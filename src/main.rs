mod cli;

use clap::Parser;
use cli::{Cli, Commands};
use std::process::ExitCode;

fn main() -> ExitCode {
    let mut cli = Cli::parse();

    let default_level = if cli.verbose { "debug" } else { "warn" };
    env_logger::Builder::from_env(env_logger::Env::default().default_filter_or(default_level))
        .init();

    match cli.command.take() {
        Some(Commands::Config { command }) => cli::config::run_config(&command),
        Some(Commands::Why { rule, list }) => cli::why::run_why(rule, list),
        None => cli::lint::run_lint(cli),
    }
}
//! World snapshot capture, persistence and relocalization
//!
//! One snapshot is retained per area key. Capture is gated on the assessed
//! quality of the live map, and only one capture runs at a time: a request
//! made while another is in flight is coalesced into it.

use crate::core::{WorldSnapshot, TrackingQualitySignals, SNAPSHOT_KEY_PREFIX};
use crate::persistence::quality::{assess_quality, QualityBreakdown};
use crate::platform::{PersistentKv, TrackingSession};
use crate::utils::SnapshotConfig;
use crate::validation::{DataValidator, PlatformError, SnapshotError, SnapshotResult};
use serde::Serialize;
use std::collections::HashMap;
use std::sync::atomic::{AtomicBool, Ordering};
use std::sync::mpsc::{self, Receiver, RecvTimeoutError, TryRecvError};
use std::sync::{Arc, Mutex};
use std::thread;
use std::time::Duration;
use tracing::{debug, info, warn};

/// Result of feeding a snapshot to the tracking session
#[derive(Debug, Clone, Copy, PartialEq, Eq, Serialize)]
#[serde(rename_all = "snake_case")]
pub enum RelocalizationOutcome {
    Relocalized,
    /// Session reported that the map did not match its surroundings
    Failed,
    /// Attempt abandoned after the timeout
    TimedOut { timeout_ms: u64 },
}

impl RelocalizationOutcome {
    pub fn is_success(&self) -> bool {
        matches!(self, RelocalizationOutcome::Relocalized)
    }
}

/// Where a background capture stands with respect to its waiter
#[derive(Debug, Clone, Copy, PartialEq, Eq)]
enum CaptureClaim {
    Pending,
    /// Worker persisted its snapshot; the result is on its way
    Committed,
    /// Waiter gave up; the worker must not persist anything
    Abandoned,
}

/// Pending background capture
pub struct CaptureTicket {
    area_key: String,
    receiver: Receiver<SnapshotResult<Option<WorldSnapshot>>>,
    claim: Arc<Mutex<CaptureClaim>>,
}

impl CaptureTicket {
    pub fn area_key(&self) -> &str {
        &self.area_key
    }

    /// Result if the capture has finished, without blocking
    pub fn try_result(&self) -> Option<SnapshotResult<Option<WorldSnapshot>>> {
        match self.receiver.try_recv() {
            Ok(result) => Some(result),
            Err(TryRecvError::Empty) => None,
            Err(TryRecvError::Disconnected) => Some(Err(SnapshotError::WorkerLost)),
        }
    }

    /// Block up to `timeout`
    ///
    /// An expired wait abandons the capture: the worker keeps running until
    /// the session hands back its blob, then discards it without persisting.
    pub fn wait(self, timeout: Duration) -> SnapshotResult<Option<WorldSnapshot>> {
        match self.receiver.recv_timeout(timeout) {
            Ok(result) => result,
            Err(RecvTimeoutError::Timeout) => {
                let mut claim = lock(&self.claim);
                if *claim == CaptureClaim::Committed {
                    drop(claim);
                    // Commit finished while the wait expired; the send follows it
                    return self.receiver.recv().unwrap_or(Err(SnapshotError::WorkerLost));
                }
                *claim = CaptureClaim::Abandoned;
                warn!(area = %self.area_key, timeout_ms = timeout.as_millis() as u64, "background capture abandoned");
                Err(SnapshotError::Timeout {
                    timeout_ms: timeout.as_millis() as u64,
                })
            }
            Err(RecvTimeoutError::Disconnected) => Err(SnapshotError::WorkerLost),
        }
    }
}

/// Everything a capture needs, shareable with a worker thread
#[derive(Clone)]
struct CaptureContext {
    session: Arc<dyn TrackingSession>,
    storage: Arc<dyn PersistentKv>,
    config: SnapshotConfig,
    retained: Arc<Mutex<HashMap<String, WorldSnapshot>>>,
}

/// Clears the in-flight flag when the capture ends, however it ends
struct InFlightGuard(Arc<AtomicBool>);

impl InFlightGuard {
    fn acquire(flag: &Arc<AtomicBool>) -> Option<Self> {
        flag.compare_exchange(false, true, Ordering::AcqRel, Ordering::Acquire)
            .ok()
            .map(|_| InFlightGuard(Arc::clone(flag)))
    }
}

impl Drop for InFlightGuard {
    fn drop(&mut self) {
        self.0.store(false, Ordering::Release);
    }
}

/// Captures, scores, persists and restores tracking-space snapshots
pub struct WorldSnapshotService {
    context: CaptureContext,
    capture_in_flight: Arc<AtomicBool>,
    last_relocalization: Option<RelocalizationOutcome>,
}

impl WorldSnapshotService {
    pub fn new(session: Arc<dyn TrackingSession>, storage: Arc<dyn PersistentKv>, config: SnapshotConfig) -> Self {
        Self {
            context: CaptureContext {
                session,
                storage,
                config,
                retained: Arc::new(Mutex::new(HashMap::new())),
            },
            capture_in_flight: Arc::new(AtomicBool::new(false)),
            last_relocalization: None,
        }
    }

    pub fn storage_key(area_key: &str) -> String {
        format!("{}{}", SNAPSHOT_KEY_PREFIX, area_key)
    }

    /// Score a set of tracking signals
    pub fn assess_quality(&self, signals: &TrackingQualitySignals) -> f64 {
        assess_quality(signals, &self.context.config).score
    }

    pub fn assess_breakdown(&self, signals: &TrackingQualitySignals) -> QualityBreakdown {
        assess_quality(signals, &self.context.config)
    }

    /// Score the live session's current map
    pub fn current_quality(&self) -> f64 {
        self.assess_quality(&self.context.session.current_tracking_quality_signals())
    }

    /// Capture and persist a snapshot for `area_key` if the live map is good enough
    ///
    /// `Ok(None)` means nothing was persisted: quality below the minimum, not
    /// materially better than the retained snapshot, or another capture in
    /// flight.
    pub fn capture(&self, area_key: &str, now_ms: u64) -> SnapshotResult<Option<WorldSnapshot>> {
        let Some(_guard) = InFlightGuard::acquire(&self.capture_in_flight) else {
            debug!(area = area_key, "capture already in flight, coalesced");
            return Ok(None);
        };
        capture_into(&self.context, area_key, now_ms, None)
    }

    /// `capture` bounded by `timeout`; an expired capture is abandoned
    ///
    /// The in-flight flag stays set until the abandoned worker returns, so
    /// later requests coalesce into it rather than piling up.
    pub fn capture_within(&self, area_key: &str, now_ms: u64, timeout: Duration) -> SnapshotResult<Option<WorldSnapshot>> {
        match self.request_background_capture(area_key, now_ms) {
            Some(ticket) => ticket.wait(timeout),
            None => Ok(None),
        }
    }

    /// Run a capture on a worker thread; `None` if one is already in flight
    pub fn request_background_capture(&self, area_key: &str, now_ms: u64) -> Option<CaptureTicket> {
        let Some(guard) = InFlightGuard::acquire(&self.capture_in_flight) else {
            debug!(area = area_key, "background capture coalesced into the running one");
            return None;
        };

        let (sender, receiver) = mpsc::channel();
        let claim = Arc::new(Mutex::new(CaptureClaim::Pending));
        let context = self.context.clone();
        let area = area_key.to_string();
        let worker_claim = Arc::clone(&claim);
        thread::spawn(move || {
            let _guard = guard;
            let result = capture_into(&context, &area, now_ms, Some(&worker_claim));
            // Receiver may have given up waiting
            let _ = sender.send(result);
        });

        Some(CaptureTicket {
            area_key: area_key.to_string(),
            receiver,
            claim,
        })
    }

    pub fn capture_in_flight(&self) -> bool {
        self.capture_in_flight.load(Ordering::Acquire)
    }

    /// Load the persisted snapshot for `area_key` and retain it
    pub fn restore(&self, area_key: &str) -> SnapshotResult<Option<WorldSnapshot>> {
        let Some(bytes) = self.context.storage.load(&Self::storage_key(area_key))? else {
            info!(area = area_key, "no persisted world snapshot");
            return Ok(None);
        };

        let snapshot: WorldSnapshot = serde_json::from_slice(&bytes).map_err(|e| SnapshotError::Serialization {
            area_key: area_key.to_string(),
            message: e.to_string(),
        })?;
        DataValidator::validate_snapshot(&snapshot).map_err(|message| SnapshotError::Serialization {
            area_key: area_key.to_string(),
            message,
        })?;

        info!(area = area_key, quality = snapshot.quality_score, "world snapshot restored");
        lock(&self.context.retained).insert(area_key.to_string(), snapshot.clone());
        Ok(Some(snapshot))
    }

    /// Hand a snapshot to the session and wait, bounded, for relocalization
    pub fn apply_to_session(&mut self, snapshot: &WorldSnapshot) -> RelocalizationOutcome {
        let timeout = self.context.config.relocalization_timeout();
        self.apply_to_session_within(snapshot, timeout)
    }

    pub fn apply_to_session_within(&mut self, snapshot: &WorldSnapshot, timeout: Duration) -> RelocalizationOutcome {
        let (sender, receiver) = mpsc::channel();
        self.context.session.apply_snapshot_blob(
            snapshot.blob.clone(),
            Box::new(move |relocalized| {
                let _ = sender.send(relocalized);
            }),
        );

        let outcome = match receiver.recv_timeout(timeout) {
            Ok(true) => RelocalizationOutcome::Relocalized,
            Ok(false) => RelocalizationOutcome::Failed,
            Err(RecvTimeoutError::Timeout) => RelocalizationOutcome::TimedOut {
                timeout_ms: timeout.as_millis() as u64,
            },
            // Session dropped the completion without answering
            Err(RecvTimeoutError::Disconnected) => RelocalizationOutcome::Failed,
        };

        match outcome {
            RelocalizationOutcome::Relocalized => {
                info!(area = %snapshot.area_key, "relocalized against world snapshot")
            }
            _ => warn!(area = %snapshot.area_key, ?outcome, "relocalization did not complete"),
        }
        self.last_relocalization = Some(outcome);
        outcome
    }

    /// Adopt a peer's snapshot if it beats the retained one by `margin`
    ///
    /// The in-memory replacement cannot fail; persisting it is best effort.
    pub fn offer_peer_snapshot(&self, snapshot: WorldSnapshot, margin: f64) -> bool {
        if let Err(reason) = DataValidator::validate_snapshot(&snapshot) {
            warn!(area = %snapshot.area_key, %reason, "peer snapshot rejected");
            return false;
        }

        let mut retained = lock(&self.context.retained);
        if let Some(local) = retained.get(&snapshot.area_key) {
            if snapshot.quality_score <= local.quality_score + margin {
                debug!(
                    area = %snapshot.area_key,
                    peer = snapshot.quality_score,
                    local = local.quality_score,
                    "peer snapshot not materially better"
                );
                return false;
            }
        }

        match serde_json::to_vec(&snapshot) {
            Ok(bytes) => {
                if let Err(e) = self.context.storage.save(&Self::storage_key(&snapshot.area_key), &bytes) {
                    warn!(area = %snapshot.area_key, error = %e, "failed to persist peer snapshot");
                }
            }
            Err(e) => warn!(area = %snapshot.area_key, error = %e, "failed to encode peer snapshot"),
        }

        info!(area = %snapshot.area_key, quality = snapshot.quality_score, "adopted peer world snapshot");
        retained.insert(snapshot.area_key.clone(), snapshot);
        true
    }

    /// Retained snapshot for an area
    pub fn current(&self, area_key: &str) -> Option<WorldSnapshot> {
        lock(&self.context.retained).get(area_key).cloned()
    }

    /// `(area_key, quality)` of every retained snapshot, sorted by area
    pub fn retained_qualities(&self) -> Vec<(String, f64)> {
        let mut qualities: Vec<(String, f64)> = lock(&self.context.retained)
            .iter()
            .map(|(area, snapshot)| (area.clone(), snapshot.quality_score))
            .collect();
        qualities.sort_by(|a, b| a.0.cmp(&b.0));
        qualities
    }

    pub fn last_relocalization(&self) -> Option<RelocalizationOutcome> {
        self.last_relocalization
    }

    pub fn config(&self) -> &SnapshotConfig {
        &self.context.config
    }
}

fn lock<T>(mutex: &Mutex<T>) -> std::sync::MutexGuard<'_, T> {
    mutex.lock().unwrap_or_else(|e| e.into_inner())
}

/// Whether a capture of `quality` should replace `existing`
fn supersedes(existing: Option<&WorldSnapshot>, quality: f64, now_ms: u64, config: &SnapshotConfig) -> bool {
    let Some(existing) = existing else {
        return true;
    };
    let materially_better = quality >= existing.quality_score + config.improvement_margin;
    let expired = now_ms.saturating_sub(existing.captured_at_ms) > config.max_snapshot_age_ms;
    materially_better || expired
}

fn capture_into(
    context: &CaptureContext,
    area_key: &str,
    now_ms: u64,
    claim: Option<&Mutex<CaptureClaim>>,
) -> SnapshotResult<Option<WorldSnapshot>> {
    let config = &context.config;
    let quality = assess_quality(&context.session.current_tracking_quality_signals(), config).score;

    if quality < config.min_quality {
        info!(area = area_key, quality, minimum = config.min_quality, "map quality too low, snapshot not captured");
        return Ok(None);
    }

    if !supersedes(lock(&context.retained).get(area_key), quality, now_ms, config) {
        debug!(area = area_key, quality, "retained snapshot still preferred");
        return Ok(None);
    }

    let blob = context.session.capture_snapshot_blob()?;
    if blob.is_empty() {
        return Err(PlatformError::CaptureFailed {
            reason: "session returned an empty snapshot".to_string(),
        }
        .into());
    }

    let snapshot = WorldSnapshot {
        blob,
        quality_score: quality,
        captured_at_ms: now_ms,
        area_key: area_key.to_string(),
    };
    let bytes = serde_json::to_vec(&snapshot).map_err(|e| SnapshotError::Serialization {
        area_key: area_key.to_string(),
        message: e.to_string(),
    })?;

    // Claim before retained; the waiter only ever takes the claim
    let mut claim = claim.map(lock);
    if claim.as_deref() == Some(&CaptureClaim::Abandoned) {
        warn!(area = area_key, quality, "capture finished after its waiter gave up, discarded");
        return Ok(None);
    }

    // The retained snapshot may have changed while the blob was captured
    let mut retained = lock(&context.retained);
    if !supersedes(retained.get(area_key), quality, now_ms, config) {
        debug!(area = area_key, quality, "snapshot adopted during capture is preferred, discarded");
        return Ok(None);
    }

    context.storage.save(&WorldSnapshotService::storage_key(area_key), &bytes)?;
    retained.insert(area_key.to_string(), snapshot.clone());
    if let Some(claim) = claim.as_deref_mut() {
        *claim = CaptureClaim::Committed;
    }

    info!(area = area_key, quality, bytes = bytes.len(), "world snapshot persisted");
    Ok(Some(snapshot))
}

#### [PROBLEM DESCRIPTION]
Look through the records and copy every line that has the word "persisting".

#### [RESPONSE AREA]
    /// the session hands back its blob, then discards it without persisting.
    /// The in-memory replacement cannot fail; persisting it is best effort.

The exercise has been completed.